◆ WHAT YOU HAVE TO DO
Look through the entries below and show every line containing the word "bytes".

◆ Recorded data
BEGIN
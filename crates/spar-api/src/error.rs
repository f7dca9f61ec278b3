//! # API Error Types
//!
//! Maps lookup failures to HTTP status codes and the JSON error contract.
//!
//! | Condition | Status | `code` |
//! |---|---|---|
//! | Format / Date / Checksum | 400 | omitted (`validExamples` on Format) |
//! | Protected | 403 | `PROTECTED` |
//! | Not found | 404 | `PERSON_NOT_FOUND` |
//! | Deceased | 410 | `PERSON_DECEASED` |
//! | Gateway unavailable | 503 | `SERVICE_UNAVAILABLE` |
//! | Malformed / contract violation | 500 | `UPSTREAM_CONTRACT_VIOLATION` |
//!
//! Server-side failures are logged with their detail; the public message
//! stays generic.

use axum::http::StatusCode;
use axum::response::{IntoResponse, Response};
use axum::Json;
use serde::{Deserialize, Serialize};
use spar_core::{LookupError, ValidationError, VALID_EXAMPLES};
use thiserror::Error;
use utoipa::ToSchema;

/// JSON error response body.
#[derive(Debug, Serialize, Deserialize, ToSchema)]
#[serde(rename_all = "camelCase")]
pub struct ErrorBody {
    /// Human-readable message.
    pub error: String,
    /// Machine-readable code, omitted for validation errors.
    #[serde(default, skip_serializing_if = "Option::is_none")]
    pub code: Option<String>,
    /// Accepted spellings, present only for format errors.
    #[serde(default, skip_serializing_if = "Option::is_none")]
    pub valid_examples: Option<Vec<String>>,
}

/// Application-level error type that implements [`IntoResponse`] for Axum.
#[derive(Error, Debug)]
pub enum AppError {
    /// Client input failed validation (400).
    #[error(transparent)]
    Validation(#[from] ValidationError),

    /// Identity is protected (403).
    #[error("Protected identity")]
    Protected,

    /// No matching record (404).
    #[error("Person not found")]
    NotFound,

    /// Person is registered as deceased (410).
    #[error("Person deceased")]
    Deceased,

    /// The registry could not be reached (503). Detail is logged only.
    #[error("registry service unavailable: {0}")]
    ServiceUnavailable(String),

    /// The registry answered with something uninterpretable (500). Detail is
    /// logged only.
    #[error("upstream contract violation: {0}")]
    UpstreamContractViolation(String),
}

impl AppError {
    /// Return the HTTP status code and machine-readable error code for this error.
    fn status_and_code(&self) -> (StatusCode, &'static str) {
        match self {
            Self::Validation(err) => (StatusCode::BAD_REQUEST, err.code()),
            Self::Protected => (StatusCode::FORBIDDEN, "PROTECTED"),
            Self::NotFound => (StatusCode::NOT_FOUND, "PERSON_NOT_FOUND"),
            Self::Deceased => (StatusCode::GONE, "PERSON_DECEASED"),
            Self::ServiceUnavailable(_) => (StatusCode::SERVICE_UNAVAILABLE, "SERVICE_UNAVAILABLE"),
            Self::UpstreamContractViolation(_) => (
                StatusCode::INTERNAL_SERVER_ERROR,
                "UPSTREAM_CONTRACT_VIOLATION",
            ),
        }
    }

    fn public_message(&self) -> String {
        match self {
            Self::ServiceUnavailable(_) => "Registry service unavailable".to_string(),
            Self::UpstreamContractViolation(_) => {
                "Registry response could not be interpreted".to_string()
            }
            other => other.to_string(),
        }
    }
}

impl IntoResponse for AppError {
    fn into_response(self) -> Response {
        let (status, code) = self.status_and_code();

        if status.is_server_error() {
            tracing::error!(code, error = %self, "lookup failed");
        }

        let body = match &self {
            Self::Validation(err) => ErrorBody {
                error: err.to_string(),
                code: None,
                valid_examples: matches!(err, ValidationError::Format)
                    .then(|| VALID_EXAMPLES.iter().map(|s| s.to_string()).collect()),
            },
            other => ErrorBody {
                error: other.public_message(),
                code: Some(code.to_string()),
                valid_examples: None,
            },
        };

        (status, Json(body)).into_response()
    }
}

impl From<LookupError> for AppError {
    fn from(err: LookupError) -> Self {
        match err {
            LookupError::Invalid(e) => Self::Validation(e),
            LookupError::Protected => Self::Protected,
            LookupError::NotFound => Self::NotFound,
            LookupError::Deceased => Self::Deceased,
            LookupError::ServiceUnavailable { reason } => Self::ServiceUnavailable(reason),
            LookupError::UpstreamContractViolation { reason } => {
                Self::UpstreamContractViolation(reason)
            }
            LookupError::Malformed => {
                Self::UpstreamContractViolation(LookupError::Malformed.to_string())
            }
        }
    }
}

#[cfg(test)]
mod tests {
    use super::*;
    use http_body_util::BodyExt;

    async fn render(err: AppError) -> (StatusCode, serde_json::Value) {
        let response = err.into_response();
        let status = response.status();
        let bytes = response.into_body().collect().await.unwrap().to_bytes();
        (status, serde_json::from_slice(&bytes).unwrap())
    }

    #[tokio::test]
    async fn format_error_lists_valid_examples() {
        let (status, body) = render(ValidationError::Format.into()).await;
        assert_eq!(status, StatusCode::BAD_REQUEST);
        assert_eq!(
            body,
            serde_json::json!({
                "error": "Invalid personnummer format",
                "validExamples": ["900116-6959", "9001166959", "199001166959"]
            })
        );
    }

    #[tokio::test]
    async fn date_and_checksum_errors_carry_message_only() {
        let (status, body) = render(ValidationError::Date.into()).await;
        assert_eq!(status, StatusCode::BAD_REQUEST);
        assert_eq!(body, serde_json::json!({ "error": "Invalid date components" }));

        let (_, body) = render(ValidationError::Checksum.into()).await;
        assert_eq!(
            body,
            serde_json::json!({ "error": "Luhn checksum validation failed" })
        );
    }

    #[tokio::test]
    async fn lookup_outcomes_map_to_status_and_code() {
        let cases = [
            (LookupError::Protected, StatusCode::FORBIDDEN, "PROTECTED", "Protected identity"),
            (LookupError::NotFound, StatusCode::NOT_FOUND, "PERSON_NOT_FOUND", "Person not found"),
            (LookupError::Deceased, StatusCode::GONE, "PERSON_DECEASED", "Person deceased"),
        ];
        for (err, expected_status, expected_code, expected_message) in cases {
            let (status, body) = render(err.into()).await;
            assert_eq!(status, expected_status);
            assert_eq!(body["code"], expected_code);
            assert_eq!(body["error"], expected_message);
        }
    }

    #[tokio::test]
    async fn server_errors_hide_internal_detail() {
        let err = LookupError::ServiceUnavailable {
            reason: "connect error: 10.0.0.7:443 refused".to_string(),
        };
        let (status, body) = render(err.into()).await;
        assert_eq!(status, StatusCode::SERVICE_UNAVAILABLE);
        assert_eq!(body["error"], "Registry service unavailable");
        assert_eq!(body["code"], "SERVICE_UNAVAILABLE");
        assert!(!body.to_string().contains("10.0.0.7"));

        let err = LookupError::UpstreamContractViolation {
            reason: "SOAP fault S:Server: internal".to_string(),
        };
        let (status, body) = render(err.into()).await;
        assert_eq!(status, StatusCode::INTERNAL_SERVER_ERROR);
        assert_eq!(body["code"], "UPSTREAM_CONTRACT_VIOLATION");
        assert!(!body.to_string().contains("S:Server"));
    }

    #[tokio::test]
    async fn malformed_is_a_contract_violation() {
        let (status, body) = render(LookupError::Malformed.into()).await;
        assert_eq!(status, StatusCode::INTERNAL_SERVER_ERROR);
        assert_eq!(body["code"], "UPSTREAM_CONTRACT_VIOLATION");
        assert!(body.get("validExamples").is_none());
    }
}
END
◆ TASK SOLUTION
        let bytes = response.into_body().collect().await.unwrap().to_bytes();
        (status, serde_json::from_slice(&bytes).unwrap())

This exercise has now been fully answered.